**PROBLEM DESCRIPTION:** Could you work out how many lines of the material below hold "HistoryList"? Only the number is needed.

**DATASET RECORDS:**
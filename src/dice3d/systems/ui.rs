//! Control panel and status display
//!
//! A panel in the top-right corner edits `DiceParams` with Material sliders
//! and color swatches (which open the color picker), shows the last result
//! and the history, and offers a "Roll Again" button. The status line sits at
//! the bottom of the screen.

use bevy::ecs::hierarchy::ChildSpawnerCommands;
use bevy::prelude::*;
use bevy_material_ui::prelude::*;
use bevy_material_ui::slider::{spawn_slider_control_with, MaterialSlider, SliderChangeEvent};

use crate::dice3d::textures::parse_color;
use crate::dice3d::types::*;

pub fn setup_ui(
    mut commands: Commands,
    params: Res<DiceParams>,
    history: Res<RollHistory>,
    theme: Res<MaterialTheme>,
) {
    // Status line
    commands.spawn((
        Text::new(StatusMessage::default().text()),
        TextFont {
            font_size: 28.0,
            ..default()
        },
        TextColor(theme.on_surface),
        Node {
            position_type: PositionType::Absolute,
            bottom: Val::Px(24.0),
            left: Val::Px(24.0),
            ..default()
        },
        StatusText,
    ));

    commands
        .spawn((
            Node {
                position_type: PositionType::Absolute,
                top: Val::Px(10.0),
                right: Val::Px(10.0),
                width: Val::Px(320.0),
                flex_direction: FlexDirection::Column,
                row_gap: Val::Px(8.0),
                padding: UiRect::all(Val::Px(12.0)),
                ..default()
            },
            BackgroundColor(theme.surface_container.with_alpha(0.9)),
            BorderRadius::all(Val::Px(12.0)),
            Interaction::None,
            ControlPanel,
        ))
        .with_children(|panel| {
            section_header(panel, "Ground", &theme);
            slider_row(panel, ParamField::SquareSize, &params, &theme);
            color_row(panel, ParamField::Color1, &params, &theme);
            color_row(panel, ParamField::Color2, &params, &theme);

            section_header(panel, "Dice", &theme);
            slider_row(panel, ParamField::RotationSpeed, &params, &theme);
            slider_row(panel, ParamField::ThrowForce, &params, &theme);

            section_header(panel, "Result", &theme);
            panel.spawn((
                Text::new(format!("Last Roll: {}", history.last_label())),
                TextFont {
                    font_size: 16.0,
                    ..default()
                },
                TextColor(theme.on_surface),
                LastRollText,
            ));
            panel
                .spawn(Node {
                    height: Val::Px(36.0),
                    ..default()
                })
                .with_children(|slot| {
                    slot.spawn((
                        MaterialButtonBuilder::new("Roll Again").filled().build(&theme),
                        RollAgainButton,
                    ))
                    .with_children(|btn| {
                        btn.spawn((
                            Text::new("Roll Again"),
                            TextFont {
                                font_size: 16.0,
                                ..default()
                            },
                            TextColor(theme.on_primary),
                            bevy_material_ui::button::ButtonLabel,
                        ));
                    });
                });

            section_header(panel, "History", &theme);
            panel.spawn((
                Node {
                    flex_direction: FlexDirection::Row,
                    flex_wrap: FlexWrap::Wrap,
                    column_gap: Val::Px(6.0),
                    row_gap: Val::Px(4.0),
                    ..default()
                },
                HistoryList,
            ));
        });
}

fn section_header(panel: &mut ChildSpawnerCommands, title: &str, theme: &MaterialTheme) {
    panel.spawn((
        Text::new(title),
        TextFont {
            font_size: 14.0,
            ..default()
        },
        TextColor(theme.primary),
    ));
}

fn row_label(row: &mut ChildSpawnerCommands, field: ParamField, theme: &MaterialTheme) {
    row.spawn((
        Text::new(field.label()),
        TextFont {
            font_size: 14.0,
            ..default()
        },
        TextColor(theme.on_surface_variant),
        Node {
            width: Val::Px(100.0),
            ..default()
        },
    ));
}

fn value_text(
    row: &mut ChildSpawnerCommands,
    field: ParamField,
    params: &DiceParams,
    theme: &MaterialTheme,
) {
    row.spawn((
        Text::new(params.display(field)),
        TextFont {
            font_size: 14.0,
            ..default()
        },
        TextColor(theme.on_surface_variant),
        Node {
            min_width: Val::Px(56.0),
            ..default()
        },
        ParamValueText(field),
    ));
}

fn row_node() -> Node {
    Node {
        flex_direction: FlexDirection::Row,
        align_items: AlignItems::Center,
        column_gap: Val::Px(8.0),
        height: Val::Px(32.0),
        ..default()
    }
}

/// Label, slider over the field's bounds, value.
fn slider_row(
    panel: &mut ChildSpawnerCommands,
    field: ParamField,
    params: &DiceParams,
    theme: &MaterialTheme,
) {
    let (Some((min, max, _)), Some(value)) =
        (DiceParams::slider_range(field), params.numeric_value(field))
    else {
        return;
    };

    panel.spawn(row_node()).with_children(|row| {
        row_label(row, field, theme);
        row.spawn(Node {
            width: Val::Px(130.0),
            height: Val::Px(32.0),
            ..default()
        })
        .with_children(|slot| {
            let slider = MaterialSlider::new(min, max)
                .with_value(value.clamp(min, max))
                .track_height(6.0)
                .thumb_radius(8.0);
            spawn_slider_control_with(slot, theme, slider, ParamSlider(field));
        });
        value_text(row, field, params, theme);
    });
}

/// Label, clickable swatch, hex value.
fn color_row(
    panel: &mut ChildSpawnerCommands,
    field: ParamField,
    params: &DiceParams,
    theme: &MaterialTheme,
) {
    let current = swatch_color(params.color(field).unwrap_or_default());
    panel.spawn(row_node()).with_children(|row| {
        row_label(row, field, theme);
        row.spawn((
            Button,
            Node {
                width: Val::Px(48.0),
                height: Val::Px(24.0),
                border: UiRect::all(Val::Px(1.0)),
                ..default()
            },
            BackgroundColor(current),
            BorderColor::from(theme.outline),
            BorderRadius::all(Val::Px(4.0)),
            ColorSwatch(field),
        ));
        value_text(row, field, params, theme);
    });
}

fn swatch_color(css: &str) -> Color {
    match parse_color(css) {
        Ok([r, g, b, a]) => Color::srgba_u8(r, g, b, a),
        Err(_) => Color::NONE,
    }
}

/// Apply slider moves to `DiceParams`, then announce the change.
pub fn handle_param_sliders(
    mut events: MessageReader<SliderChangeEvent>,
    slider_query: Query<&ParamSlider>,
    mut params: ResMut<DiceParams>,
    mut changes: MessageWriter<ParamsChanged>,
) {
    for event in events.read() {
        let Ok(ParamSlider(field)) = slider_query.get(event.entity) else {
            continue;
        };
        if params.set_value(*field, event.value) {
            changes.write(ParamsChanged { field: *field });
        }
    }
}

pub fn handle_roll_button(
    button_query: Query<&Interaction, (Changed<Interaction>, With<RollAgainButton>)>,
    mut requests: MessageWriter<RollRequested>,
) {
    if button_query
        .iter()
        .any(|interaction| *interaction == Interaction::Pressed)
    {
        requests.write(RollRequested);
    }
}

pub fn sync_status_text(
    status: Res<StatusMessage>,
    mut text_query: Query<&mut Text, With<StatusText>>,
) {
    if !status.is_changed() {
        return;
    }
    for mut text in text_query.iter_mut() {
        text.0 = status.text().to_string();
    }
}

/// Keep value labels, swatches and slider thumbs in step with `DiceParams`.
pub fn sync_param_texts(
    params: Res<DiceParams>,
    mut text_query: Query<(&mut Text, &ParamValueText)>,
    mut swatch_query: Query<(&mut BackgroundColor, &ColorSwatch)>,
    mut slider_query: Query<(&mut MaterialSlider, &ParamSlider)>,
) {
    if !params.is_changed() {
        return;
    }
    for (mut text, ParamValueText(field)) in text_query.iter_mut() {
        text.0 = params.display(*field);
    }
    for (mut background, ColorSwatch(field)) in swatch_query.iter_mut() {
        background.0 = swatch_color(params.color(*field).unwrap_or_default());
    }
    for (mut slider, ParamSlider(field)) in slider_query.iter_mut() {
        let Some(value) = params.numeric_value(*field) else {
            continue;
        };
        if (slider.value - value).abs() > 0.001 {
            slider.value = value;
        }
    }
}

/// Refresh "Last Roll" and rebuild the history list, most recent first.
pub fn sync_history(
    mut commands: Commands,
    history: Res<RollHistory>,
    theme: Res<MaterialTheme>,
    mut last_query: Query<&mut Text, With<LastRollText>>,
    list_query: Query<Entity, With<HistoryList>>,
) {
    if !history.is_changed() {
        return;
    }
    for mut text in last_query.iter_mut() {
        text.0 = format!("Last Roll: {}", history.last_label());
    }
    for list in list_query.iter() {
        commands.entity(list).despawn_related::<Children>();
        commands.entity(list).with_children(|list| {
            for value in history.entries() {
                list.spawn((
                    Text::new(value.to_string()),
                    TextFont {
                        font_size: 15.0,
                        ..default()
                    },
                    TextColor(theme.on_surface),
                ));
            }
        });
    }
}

--

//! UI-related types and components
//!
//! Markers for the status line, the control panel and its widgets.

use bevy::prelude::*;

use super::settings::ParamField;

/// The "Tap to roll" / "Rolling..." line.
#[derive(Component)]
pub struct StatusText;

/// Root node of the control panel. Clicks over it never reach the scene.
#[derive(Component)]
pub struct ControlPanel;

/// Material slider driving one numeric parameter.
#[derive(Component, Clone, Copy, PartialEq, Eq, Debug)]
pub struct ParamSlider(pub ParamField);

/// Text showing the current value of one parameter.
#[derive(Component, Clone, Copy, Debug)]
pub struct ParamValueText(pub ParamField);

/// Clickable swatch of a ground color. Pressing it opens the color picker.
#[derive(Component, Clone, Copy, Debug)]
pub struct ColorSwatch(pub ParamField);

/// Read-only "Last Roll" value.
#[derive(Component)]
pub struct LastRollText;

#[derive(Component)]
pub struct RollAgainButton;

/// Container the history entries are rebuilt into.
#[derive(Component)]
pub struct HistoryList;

**TASK ANSWER:** 3